Suppressed autophagic response underlies augmentation of renal ischemia/reperfusion injury by type 2 diabetes

  • Shingo Muratsubaki,
  • Atsushi Kuno,
  • Masaya Tanno,
  • Takayuki Miki,
  • Toshiyuki Yano,
  • Hirohito Sugawara,
  • Satoru Shibata,
  • Koki Abe,
  • Satoko Ishikawa,
  • Kouhei Ohno,
  • Yukishige Kimura,
  • Yuki Tatekoshi,
  • Kei Nakata,
  • Wataru Ohwada,
  • Masashi Mizuno,
  • Tetsuji Miura

DOI
https://doi.org/10.1038/s41598-017-05667-5
Journal volume & issue
Vol. 7, no. 1
pp. 1 – 13

Abstract

Read online

Abstract Diabetes mellitus is a major risk factor for acute kidney injury (AKI).

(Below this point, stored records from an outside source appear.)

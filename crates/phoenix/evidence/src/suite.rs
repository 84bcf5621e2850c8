use crate::checks;
use crate::types::CheckResult;
use std::time::Instant;

pub type CheckFn = fn() -> Result<(), String>;

#[derive(Clone, Copy, Debug)]
pub struct RegressionCheck {
    pub name: &'static str,
    pub run: CheckFn,
}

/// An ordered list of named checks.
#[derive(Clone, Debug, Default)]
pub struct RegressionSuite {
    checks: Vec<RegressionCheck>,
}

impl RegressionSuite {
    pub fn new() -> Self {
        Self::default()
    }

    /// The checks run on every kernel iteration.
    pub fn standard() -> Self {
        Self::new()
            .with_check("verifier_denylist", checks::verifier_denylist)
            .with_check("verifier_artifact_rescan", checks::verifier_artifact_rescan)
            .with_check("compiler_reference_program", checks::compiler_reference_program)
            .with_check("sandbox_refuses_privileged_imports", checks::sandbox_refuses_privileged_imports)
            .with_check("default_service", checks::default_service)
            .with_check("json_extraction", checks::json_extraction)
            .with_check("registry_error_truncation", checks::registry_error_truncation)
            .with_check("shadow_corpus_determinism", checks::shadow_corpus_determinism)
    }

    pub fn with_check(mut self, name: &'static str, run: CheckFn) -> Self {
        self.checks.push(RegressionCheck { name, run });
        self
    }

    pub fn len(&self) -> usize {
        self.checks.len()
    }

    pub fn is_empty(&self) -> bool {
        self.checks.is_empty()
    }

    pub fn names(&self) -> impl Iterator<Item = &'static str> + '_ {
        self.checks.iter().map(|c| c.name)
    }

    pub fn run(&self) -> Vec<CheckResult> {
        self.checks
            .iter()
            .map(|check| {
                let start = Instant::now();
                let outcome = (check.run)();
                CheckResult {
                    name: check.name.to_string(),
                    passed: outcome.is_ok(),
                    duration_ms: u64::try_from(start.elapsed().as_millis()).unwrap_or(u64::MAX),
                    error: outcome.err(),
                }
            })
            .collect()
    }
}

#[cfg(test)]
mod tests {
    use super::*;

    #[test]
    fn standard_suite_passes() {
        let results = RegressionSuite::standard().run();
        assert_eq!(results.len(), RegressionSuite::standard().len());
        for r in &results {
            assert!(r.passed, "{}", r.detail());
        }
    }

    #[test]
    fn failing_check_is_reported() {
        let suite = RegressionSuite::new()
            .with_check("ok", || Ok(()))
            .with_check("broken", || Err("expected 1, got 2".into()));
        let results = suite.run();
        assert!(results[0].passed);
        assert!(!results[1].passed);
        assert_eq!(results[1].detail(), "broken: expected 1, got 2");
    }

    #[test]
    fn names_keep_order() {
        let names: Vec<_> = RegressionSuite::standard().names().collect();
        assert_eq!(names.first(), Some(&"verifier_denylist"));
        assert_eq!(names.last(), Some(&"shadow_corpus_determinism"));
    }
}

Here, we hypothesized that suppression of autophagic response underlies aggravation of renal ischemia/reperfusion (I/R) injury by type 2 diabetes mellitus (T2DM). In OLETF, a rat model of T2DM, and its non-diabetic control, LETO, AKI was induced by unilateral nephrectomy and 30-min occlusion and 24-h reperfusion of the renal artery in the contralateral kidney. Levels of serum creatinine and blood urea nitrogen and tubular injury score after I/R were significantly higher in OLETF than in LETO. Administration of chloroquine, a widely used autophagy inhibitor, aggravated I/R-induced renal injury in LETO, but not in OLETF. In contrast to LETO, OLETF exhibited no increase in autophagosomes in the proximal tubules after I/R. Immunoblotting showed that I/R activated the AMPK/ULK1 pathway in LETO but not in OLETF, and mTORC1 activation after I/R was enhanced in OLETF. Treatment of OLETF with rapamycin, an mTORC1 inhibitor, partially restored autophagic activation in response to I/R and significantly attenuated I/R-induced renal injury. Collectively, these findings indicate that suppressed autophagic activation in proximal tubules by impaired AMPK/ULK1 signaling and upregulated mTORC1 activation underlies T2DM-induced worsening of renal I/R injury.